Many customer experience leaders are considering how generative AI might impact their businesses. Naturally, this has led to an explosion of related questions, such as whether it’s worth training a model in-house or working with a conversational AI platform, whether generative AI might hallucinate in harmful ways, and how generative AI can enhance agent performance.

One especially acute source of confusion centers on AI’s data reliance, or the role that data—including your internal data—plays in AI systems. This is understandable, as there remains a great deal of misunderstanding about how large language models are trained and how they can be used to create an accurate, helpful AI assistant.

If you count yourself among the confused, don’t worry. This article will provide a careful look at the relationship between AI and your CX data, equipping you to decide whether you have everything you need to support the use of generative AI, and how to efficiently gather more, if you need to.

Let’s dive in!

What’s the Role of CX Data in Teaching AI?

In our deep dive into large language models, we spent a lot of time covering how public large language models are trained to predict the end of some text.

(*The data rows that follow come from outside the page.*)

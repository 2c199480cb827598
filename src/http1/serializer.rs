//! Message state of an outgoing HTTP/1.x message, for both sides

use std::fmt::Display;
use std::io::Write;

use tk_bufstream::Buf;

use crate::enums::Version;

quick_error! {
    #[derive(Debug)]
    pub enum HeaderError {
        DuplicateContentLength {
            description("Content-Length is added twice")
        }
        DuplicateTransferEncoding {
            description("Transfer-Encoding is added twice")
        }
        InvalidHeaderName {
            description("Header name contains invalid characters")
        }
        InvalidHeaderValue {
            description("Header value contains invalid characters")
        }
        TransferEncodingAfterContentLength {
            description("Transfer encoding added when Content-Length is \
                already specified")
        }
        ContentLengthAfterTransferEncoding {
            description("Content-Length added after Transfer-Encoding")
        }
        CantDetermineBodySize {
            description("Neither Content-Length nor Transfer-Encoding \
                is present in the headers")
        }
        BodyLengthHeader {
            description("Content-Length and Transfer-Encoding must be set \
                using the specialized methods")
        }
        RequireBodyless {
            description("This message must not contain body length fields.")
        }
        BodyTooLong {
            description("Body is longer than declared Content-Length")
        }
        BodyTooShort {
            description("Body is shorter than declared Content-Length")
        }
    }
}

/// State of a message being written into an output buffer
///
/// Note: while we pass buffer to each method, we expect that the same buffer
/// is passed each time
#[derive(Debug)]
pub enum MessageState {
    /// Nothing has been sent.
    ResponseStart { version: Version, body: Body, close: bool },
    /// Nothing has been sent.
    RequestStart,
    /// Status line is already in the buffer.
    Headers { body: Body, close: bool },
    /// The message contains a fixed size body.
    FixedHeaders { is_head: bool, close: bool, content_length: u64 },
    /// The message contains a chunked body.
    ChunkedHeaders { is_head: bool, close: bool },
    /// All 1xx (Informational), 204 (No Content),
    /// and 304 (Not Modified) responses do not include a message body.
    Bodyless,
    /// The message contains a body with the given length.
    FixedBody { is_head: bool, content_length: u64 },
    /// The message contains a chunked body.
    ChunkedBody { is_head: bool },
    /// A message in final state.
    Done,
}

#[derive(Debug, Copy, Clone, PartialEq, Eq)]
pub enum Body {
    /// Message contains a body.
    Normal,
    /// Message body is ignored: responses to HEAD requests.
    Head,
    /// Message must not have a body: all 1xx (Informational),
    /// 204 (No Content), and 304 (Not Modified) responses
    Denied,
    /// The message is a request and always contains a body (maybe empty).
    Request,
}

fn invalid_header(value: &[u8]) -> bool {
    return value.iter().any(|&x| x == b'\r' || x == b'\n')
}

/// Writes a 100 (Continue) interim response
pub fn write_continue(buf: &mut Buf) {
    buf.extend(b"HTTP/1.1 100 Continue\r\n\r\n");
}

impl MessageState {
    /// State of a response to a request with given properties
    pub fn response(version: Version, is_head: bool, close: bool)
        -> MessageState
    {
        MessageState::ResponseStart {
            version: version,
            body: if is_head { Body::Head } else { Body::Normal },
            close: close,
        }
    }
    /// Write status line.
    ///
    /// # Panics
    ///
    /// When status line is already written. It's expected that your
    /// state machine will never call the method twice.
    pub fn response_status(&mut self, buf: &mut Buf, code: u16, reason: &str) {
        use self::Body::*;
        use self::MessageState::*;
        match *self {
            ResponseStart { version, mut body, close } => {
                write!(buf, "{} {} {}\r\n", version, code, reason)
                    .expect("writing to a buffer always succeeds");
                if (code >= 100 && code < 200) || code == 204 || code == 304 {
                    body = Denied
                }
                *self = Headers { body: body, close: close };
            }
            ref state => {
                panic!("Called response_status() method on response \
                    in state {:?}", state)
            }
        }
    }

    /// Write request line.
    ///
    /// # Panics
    ///
    /// When request line is already written.
    pub fn request_line(&mut self, buf: &mut Buf,
        method: &str, path: &str, version: Version)
    {
        use self::Body::*;
        use self::MessageState::*;
        match *self {
            RequestStart => {
                write!(buf, "{} {} {}\r\n", method, path, version)
                    .expect("writing to a buffer always succeeds");
                *self = Headers { body: Request, close: false };
            }
            ref state => {
                panic!("Called request_line() method on request in state {:?}",
                       state)
            }
        }
    }

    fn write_formatted<D: Display>(&mut self, buf: &mut Buf,
        name: &str, value: D)
        -> Result<(), HeaderError>
    {
        if invalid_header(name.as_bytes()) {
            return Err(HeaderError::InvalidHeaderName);
        }
        let start = buf.len();
        write!(buf, "{}: ", name)
            .expect("writing to a buffer always succeeds");
        let value_start = buf.len();
        write!(buf, "{}", value)
            .expect("writing to a buffer always succeeds");
        if invalid_header(&buf[value_start..]) {
            buf.remove_range(start..);
            return Err(HeaderError::InvalidHeaderValue);
        }
        buf.extend(b"\r\n");
        Ok(())
    }

    /// Add a header to the message.
    ///
    /// `Content-Length` header must be send using the `add_length` method
    /// and `Transfer-Encoding: chunked` must be set with the `add_chunked`
    /// method.
    ///
    /// # Panics
    ///
    /// Panics when `add_header` is called in the wrong state.
    pub fn add_header<D: Display>(&mut self, buf: &mut Buf,
        name: &str, value: D)
        -> Result<(), HeaderError>
    {
        use self::MessageState::*;
        use self::HeaderError::*;
        if name.eq_ignore_ascii_case("Content-Length")
            || name.eq_ignore_ascii_case("Transfer-Encoding") {
            return Err(BodyLengthHeader)
        }
        match *self {
            Headers { .. } | FixedHeaders { .. } | ChunkedHeaders { .. } => {
                self.write_formatted(buf, name, value)
            }
            ref state => {
                panic!("Called add_header() method on a message in state {:?}",
                       state)
            }
        }
    }

    /// Add a content length to the message.
    ///
    /// # Panics
    ///
    /// Panics when `add_length` is called in the wrong state.
    pub fn add_length(&mut self, buf: &mut Buf, n: u64)
        -> Result<(), HeaderError>
    {
        use self::MessageState::*;
        use self::HeaderError::*;
        use self::Body::*;
        match *self {
            FixedHeaders { .. } => Err(DuplicateContentLength),
            ChunkedHeaders { .. } => Err(ContentLengthAfterTransferEncoding),
            Headers { body: Denied, .. } => Err(RequireBodyless),
            Headers { body, close } => {
                self.write_formatted(buf, "Content-Length", n)?;
                *self = FixedHeaders { is_head: body == Head,
                                       close: close,
                                       content_length: n };
                Ok(())
            }
            ref state => {
                panic!("Called add_length() method on message in state {:?}",
                       state)
            }
        }
    }

    /// Sets the transfer encoding to chunked.
    ///
    /// # Panics
    ///
    /// Panics when `add_chunked` is called in the wrong state.
    pub fn add_chunked(&mut self, buf: &mut Buf)
        -> Result<(), HeaderError>
    {
        use self::MessageState::*;
        use self::HeaderError::*;
        use self::Body::*;
        match *self {
            FixedHeaders { .. } => Err(TransferEncodingAfterContentLength),
            ChunkedHeaders { .. } => Err(DuplicateTransferEncoding),
            Headers { body: Denied, .. } => Err(RequireBodyless),
            Headers { body, close } => {
                self.write_formatted(buf, "Transfer-Encoding", "chunked")?;
                *self = ChunkedHeaders { is_head: body == Head,
                                         close: close };
                Ok(())
            }
            ref state => {
                panic!("Called add_chunked() method on message in state {:?}",
                       state)
            }
        }
    }

    /// True if the message body may be written now
    pub fn is_after_headers(&self) -> bool {
        use self::MessageState::*;
        matches!(*self, Bodyless | Done | FixedBody {..} | ChunkedBody {..})
    }

    /// Closes the HTTP header and returns `true` if entity body is expected.
    ///
    /// # Panics
    ///
    /// Panics when the message is in a wrong state.
    pub fn done_headers(&mut self, buf: &mut Buf)
        -> Result<bool, HeaderError>
    {
        use self::Body::*;
        use self::MessageState::*;
        if matches!(*self,
                    Headers { close: true, .. } |
                    FixedHeaders { close: true, .. } |
                    ChunkedHeaders { close: true, .. }) {
            self.add_header(buf, "Connection", "close")?;
        }
        let expect_body = match *self {
            Headers { body: Denied, .. } => {
                *self = Bodyless;
                false
            }
            Headers { body: Request, .. } => {
                *self = FixedBody { is_head: false, content_length: 0 };
                true
            }
            Headers { body: Normal, .. } | Headers { body: Head, .. } => {
                return Err(HeaderError::CantDetermineBodySize);
            }
            FixedHeaders { is_head, content_length, .. } => {
                *self = FixedBody { is_head: is_head,
                                    content_length: content_length };
                !is_head
            }
            ChunkedHeaders { is_head, .. } => {
                *self = ChunkedBody { is_head: is_head };
                !is_head
            }
            ref state => {
                panic!("Called done_headers() method on message in state {:?}",
                       state)
            }
        };
        buf.extend(b"\r\n");
        Ok(expect_body)
    }

    /// Write a chunk of the message body.
    ///
    /// For the chunked body each chunk is put into the buffer immediately
    /// prefixed by chunk size. Empty chunks are ignored. Bodies of
    /// responses to HEAD requests are silently dropped.
    ///
    /// # Panics
    ///
    /// When headers are not finished yet.
    pub fn write_body(&mut self, buf: &mut Buf, data: &[u8])
        -> Result<(), HeaderError>
    {
        use self::MessageState::*;
        match *self {
            Bodyless | Done => {
                if data.len() > 0 {
                    return Err(HeaderError::BodyTooLong);
                }
            }
            FixedBody { is_head, ref mut content_length } => {
                if data.len() as u64 > *content_length {
                    return Err(HeaderError::BodyTooLong);
                }
                if !is_head {
                    buf.extend(data);
                }
                *content_length -= data.len() as u64;
            }
            ChunkedBody { is_head } => if !is_head && data.len() > 0 {
                write!(buf, "{:x}\r\n", data.len())
                    .expect("writing to a buffer always succeeds");
                buf.extend(data);
                buf.extend(b"\r\n");
            },
            ref state => {
                panic!("Called write_body() method on message \
                    in state {:?}", state)
            }
        }
        Ok(())
    }

    /// Returns true if `done()` method is already called
    pub fn is_complete(&self) -> bool {
        matches!(*self, MessageState::Done)
    }

    /// Writes needed finalization data into the buffer
    ///
    /// The method may be called multiple times.
    ///
    /// # Panics
    ///
    /// When headers are not finished yet.
    pub fn done(&mut self, buf: &mut Buf) -> Result<(), HeaderError> {
        use self::MessageState::*;
        match *self {
            Bodyless => *self = Done,
            FixedBody { is_head: true, .. } |
            ChunkedBody { is_head: true } => *self = Done,
            FixedBody { is_head: false, content_length: 0 } => *self = Done,
            FixedBody { is_head: false, .. } => {
                return Err(HeaderError::BodyTooShort);
            }
            ChunkedBody { is_head: false } => {
                buf.extend(b"0\r\n\r\n");
                *self = Done;
            }
            Done => {}  // multiple invocations are okay.
            ref state => {
                panic!("Called done() method on response in state {:?}",
                       state);
            }
        }
        Ok(())
    }
}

They’ll be shown many sentences with the last word or two omitted (“My order is ___”), and from this, they learn that the last word in is something “missing” or “late.”

The latest CX solutions have done an excellent job leveraging these capabilities, but the current generation of language models still tends to hallucinate (i.e., make up) information.

To get around this, savvy CX directors have begun utilizing a technique known as “retrieval augmented generation,” also known as “RAG.”

With RAG, models are given access to additional data sources that they can use when generating a reply. You could hook an AI assistant up to an order database, for example, which would allow it to accurately answer questions like “Does my order still qualify for a refund?”

RAG also plays an important part in managing language models’ well-known tendency to hallucinate. By drawing on the data contained within an authoritative source, these models become much less likely to fabricate information.

How Do I Know If I Have the Right Data for AI?

CX data tends to fall into two broad categories:

  1. Knowledge, like training manuals and PDFs
  2. Data from internal systems, like issue tickets, chats, call transcripts, etc.

Luckily for CX leaders, there’s usually enough of both lying around to meet an AI assistant’s need for data. Dozens of tools exist for tracking important information – customer profiles, information related to payment and shipping, and the like – and nearly all offer API endpoints that allow them to integrate with your existing technology stack.

What’s more, it’s best if this data looks and feels just like the data your human agents see, so you don’t need to curate a bespoke data repository. All of this is to say that you might already have everything you need for optimal AI performance, even if your sources are scattered or need to be updated.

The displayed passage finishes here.